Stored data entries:
----

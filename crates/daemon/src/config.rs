// SPDX-License-Identifier: BUSL-1.1
// Copyright (c) 2026 Alfred Jean LLC

//! Daemon configuration: where its durable state lives on disk, and the
//! runtime tuning knobs read from `afd.toml` at startup (SPEC_FULL §3.6).

use serde::Deserialize;
use std::path::PathBuf;
use std::time::Duration;
use thiserror::Error;

const SUPPORTED_TUNING_VERSION: u32 = 1;

#[derive(Debug, Error)]
pub enum ConfigError {
    #[error("could not determine state directory (no HOME and no AFD_STATE_DIR)")]
    NoStateDir,
    #[error("I/O error reading {path}: {source}")]
    Io {
        path: String,
        #[source]
        source: std::io::Error,
    },
    #[error("failed to parse {path}: {source}")]
    Parse {
        path: String,
        #[source]
        source: toml::de::Error,
    },
    #[error("afd.toml version {found} is not supported (expected {expected})")]
    UnsupportedVersion { found: u32, expected: u32 },
}

/// Resolve the root state directory: `AFD_STATE_DIR` overrides,
/// otherwise `$XDG_STATE_HOME/afd`, otherwise `~/.local/state/afd`.
fn state_dir() -> Result<PathBuf, ConfigError> {
    if let Ok(dir) = std::env::var("AFD_STATE_DIR") {
        return Ok(PathBuf::from(dir));
    }
    if let Ok(xdg) = std::env::var("XDG_STATE_HOME") {
        return Ok(PathBuf::from(xdg).join("afd"));
    }
    let home = std::env::var("HOME").map_err(|_| ConfigError::NoStateDir)?;
    Ok(PathBuf::from(home).join(".local/state/afd"))
}

/// Every path the daemon reads or writes, derived once at startup.
#[derive(Debug, Clone)]
pub struct Config {
    pub state_dir: PathBuf,
    pub socket_path: PathBuf,
    pub lock_path: PathBuf,
    pub version_path: PathBuf,
    pub log_path: PathBuf,
    pub wal_path: PathBuf,
    pub snapshot_path: PathBuf,
    pub counter_path: PathBuf,
    pub host_config_path: PathBuf,
    pub dir_config_path: PathBuf,
    pub route_file_path: PathBuf,
    pub tuning_path: PathBuf,
    pub spool_root: PathBuf,
    /// Root under which each push directory's watched source path lives,
    /// as `watch_root/<dir_alias>` (SPEC_FULL §3.10; see DESIGN.md for
    /// why this is derived rather than configured separately).
    pub watch_root: PathBuf,
}

impl Config {
    /// Load configuration for the user-level daemon. One daemon instance
    /// serves all configured hosts/directories for a user.
    pub fn load() -> Result<Self, ConfigError> {
        let state_dir = state_dir()?;
        Ok(Self::from_state_dir(state_dir))
    }

    fn from_state_dir(state_dir: PathBuf) -> Self {
        Self {
            socket_path: std::env::var("AFD_SOCKET_PATH")
                .map(PathBuf::from)
                .unwrap_or_else(|_| state_dir.join("afd.sock")),
            lock_path: state_dir.join("afd.pid"),
            version_path: state_dir.join("afd.version"),
            log_path: state_dir.join("afd.log"),
            wal_path: state_dir.join("wal").join("events.wal"),
            snapshot_path: state_dir.join("snapshot.json"),
            counter_path: state_dir.join("unique_counter"),
            host_config_path: state_dir.join("host_config.toml"),
            dir_config_path: state_dir.join("dir_config.toml"),
            route_file_path: state_dir.join("route_config.toml"),
            tuning_path: state_dir.join("afd.toml"),
            spool_root: state_dir.join("spool"),
            watch_root: state_dir.join("watch"),
            state_dir,
        }
    }
}

/// Runtime tuning knobs, loaded from the versioned `afd.toml` document at
/// [`Config::tuning_path`]. Absent entirely, sensible defaults apply
/// (matching `Tuning::default()`), so a fresh install needs no file.
#[derive(Debug, Clone, Copy, PartialEq, Deserialize)]
#[serde(default)]
pub struct Tuning {
    pub retry_base_interval_ms: u64,
    pub retry_max_interval_ms: u64,
    pub resend_limit: u32,
    pub max_copied_files: u32,
    pub transfer_timeout_ms: u64,
    pub watch_scan_interval_ms: u64,
    pub checkpoint_interval_secs: u64,
    pub flush_interval_ms: u64,
}

impl Default for Tuning {
    fn default() -> Self {
        Self {
            retry_base_interval_ms: 30_000,
            retry_max_interval_ms: 30 * 60 * 1000,
            resend_limit: 10_000,
            max_copied_files: 100,
            transfer_timeout_ms: 60_000,
            watch_scan_interval_ms: 5_000,
            checkpoint_interval_secs: 60,
            flush_interval_ms: 10,
        }
    }
}

impl Tuning {
    pub fn retry_base_interval(&self) -> Duration {
        Duration::from_millis(self.retry_base_interval_ms)
    }

    pub fn retry_max_interval(&self) -> Duration {
        Duration::from_millis(self.retry_max_interval_ms)
    }

    pub fn transfer_timeout(&self) -> Duration {
        Duration::from_millis(self.transfer_timeout_ms)
    }

    pub fn checkpoint_interval(&self) -> Duration {
        Duration::from_secs(self.checkpoint_interval_secs)
    }

    pub fn flush_interval(&self) -> Duration {
        Duration::from_millis(self.flush_interval_ms)
    }

    /// Load from `path`, falling back to defaults if the file doesn't
    /// exist at all (a fresh state directory is not a misconfiguration).
    pub fn load(path: &std::path::Path) -> Result<Self, ConfigError> {
        if !path.exists() {
            return Ok(Self::default());
        }

        let text = std::fs::read_to_string(path).map_err(|source| ConfigError::Io {
            path: path.display().to_string(),
            source,
        })?;

        #[derive(Deserialize)]
        struct TuningFile {
            version: u32,
            #[serde(flatten)]
            tuning: Tuning,
        }

        let parsed: TuningFile = toml::from_str(&text).map_err(|source| ConfigError::Parse {
            path: path.display().to_string(),
            source,
        })?;

        if parsed.version != SUPPORTED_TUNING_VERSION {
            return Err(ConfigError::UnsupportedVersion {
                found: parsed.version,
                expected: SUPPORTED_TUNING_VERSION,
            });
        }

        Ok(parsed.tuning)
    }
}

#[cfg(test)]
#[path = "config_tests.rs"]
mod tests;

----

Once more, write all of the records exactly as given.

Solution to this problem:
filename crates/daemon/src/config.rs
// SPDX-License-Identifier: BUSL-1.1
// Copyright (c) 2026 Alfred Jean LLC

//! Daemon configuration: where its durable state lives on disk, and the
//! runtime tuning knobs read from `afd.toml` at startup (SPEC_FULL §3.6).

use serde::Deserialize;
use std::path::PathBuf;
use std::time::Duration;
use thiserror::Error;

const SUPPORTED_TUNING_VERSION: u32 = 1;

#[derive(Debug, Error)]
pub enum ConfigError {
    #[error("could not determine state directory (no HOME and no AFD_STATE_DIR)")]
    NoStateDir,
    #[error("I/O error reading {path}: {source}")]
    Io {
        path: String,
        #[source]
        source: std::io::Error,
    },
    #[error("failed to parse {path}: {source}")]
    Parse {
        path: String,
        #[source]
        source: toml::de::Error,
    },
    #[error("afd.toml version {found} is not supported (expected {expected})")]
    UnsupportedVersion { found: u32, expected: u32 },
}

/// Resolve the root state directory: `AFD_STATE_DIR` overrides,
/// otherwise `$XDG_STATE_HOME/afd`, otherwise `~/.local/state/afd`.
fn state_dir() -> Result<PathBuf, ConfigError> {
    if let Ok(dir) = std::env::var("AFD_STATE_DIR") {
        return Ok(PathBuf::from(dir));
    }
    if let Ok(xdg) = std::env::var("XDG_STATE_HOME") {
        return Ok(PathBuf::from(xdg).join("afd"));
    }
    let home = std::env::var("HOME").map_err(|_| ConfigError::NoStateDir)?;
    Ok(PathBuf::from(home).join(".local/state/afd"))
}

/// Every path the daemon reads or writes, derived once at startup.
#[derive(Debug, Clone)]
pub struct Config {
    pub state_dir: PathBuf,
    pub socket_path: PathBuf,
    pub lock_path: PathBuf,
    pub version_path: PathBuf,
    pub log_path: PathBuf,
    pub wal_path: PathBuf,
    pub snapshot_path: PathBuf,
    pub counter_path: PathBuf,
    pub host_config_path: PathBuf,
    pub dir_config_path: PathBuf,
    pub route_file_path: PathBuf,
    pub tuning_path: PathBuf,
    pub spool_root: PathBuf,
    /// Root under which each push directory's watched source path lives,
    /// as `watch_root/<dir_alias>` (SPEC_FULL §3.10; see DESIGN.md for
    /// why this is derived rather than configured separately).
    pub watch_root: PathBuf,
}

impl Config {
    /// Load configuration for the user-level daemon. One daemon instance
    /// serves all configured hosts/directories for a user.
    pub fn load() -> Result<Self, ConfigError> {
        let state_dir = state_dir()?;
        Ok(Self::from_state_dir(state_dir))
    }

    fn from_state_dir(state_dir: PathBuf) -> Self {
        Self {
            socket_path: std::env::var("AFD_SOCKET_PATH")
                .map(PathBuf::from)
                .unwrap_or_else(|_| state_dir.join("afd.sock")),
            lock_path: state_dir.join("afd.pid"),
            version_path: state_dir.join("afd.version"),
            log_path: state_dir.join("afd.log"),
            wal_path: state_dir.join("wal").join("events.wal"),
            snapshot_path: state_dir.join("snapshot.json"),
            counter_path: state_dir.join("unique_counter"),
            host_config_path: state_dir.join("host_config.toml"),
            dir_config_path: state_dir.join("dir_config.toml"),
            route_file_path: state_dir.join("route_config.toml"),
            tuning_path: state_dir.join("afd.toml"),
            spool_root: state_dir.join("spool"),
            watch_root: state_dir.join("watch"),
            state_dir,
        }
    }
}

/// Runtime tuning knobs, loaded from the versioned `afd.toml` document at
/// [`Config::tuning_path`]. Absent entirely, sensible defaults apply
/// (matching `Tuning::default()`), so a fresh install needs no file.
#[derive(Debug, Clone, Copy, PartialEq, Deserialize)]
#[serde(default)]
pub struct Tuning {
    pub retry_base_interval_ms: u64,
    pub retry_max_interval_ms: u64,
    pub resend_limit: u32,
    pub max_copied_files: u32,
    pub transfer_timeout_ms: u64,
    pub watch_scan_interval_ms: u64,
    pub checkpoint_interval_secs: u64,
    pub flush_interval_ms: u64,
}

impl Default for Tuning {
    fn default() -> Self {
        Self {
            retry_base_interval_ms: 30_000,
            retry_max_interval_ms: 30 * 60 * 1000,
            resend_limit: 10_000,
            max_copied_files: 100,
            transfer_timeout_ms: 60_000,
            watch_scan_interval_ms: 5_000,
            checkpoint_interval_secs: 60,
            flush_interval_ms: 10,
        }
    }
}

impl Tuning {
    pub fn retry_base_interval(&self) -> Duration {
        Duration::from_millis(self.retry_base_interval_ms)
    }

    pub fn retry_max_interval(&self) -> Duration {
        Duration::from_millis(self.retry_max_interval_ms)
    }

    pub fn transfer_timeout(&self) -> Duration {
        Duration::from_millis(self.transfer_timeout_ms)
    }

    pub fn checkpoint_interval(&self) -> Duration {
        Duration::from_secs(self.checkpoint_interval_secs)
    }

    pub fn flush_interval(&self) -> Duration {
        Duration::from_millis(self.flush_interval_ms)
    }

    /// Load from `path`, falling back to defaults if the file doesn't
    /// exist at all (a fresh state directory is not a misconfiguration).
    pub fn load(path: &std::path::Path) -> Result<Self, ConfigError> {
        if !path.exists() {
            return Ok(Self::default());
        }

        let text = std::fs::read_to_string(path).map_err(|source| ConfigError::Io {
            path: path.display().to_string(),
            source,
        })?;

        #[derive(Deserialize)]
        struct TuningFile {
            version: u32,
            #[serde(flatten)]
            tuning: Tuning,
        }

        let parsed: TuningFile = toml::from_str(&text).map_err(|source| ConfigError::Parse {
            path: path.display().to_string(),
            source,
        })?;

        if parsed.version != SUPPORTED_TUNING_VERSION {
            return Err(ConfigError::UnsupportedVersion {
                found: parsed.version,
                expected: SUPPORTED_TUNING_VERSION,
            });
        }

        Ok(parsed.tuning)
    }
}

#[cfg(test)]
#[path = "config_tests.rs"]
mod tests;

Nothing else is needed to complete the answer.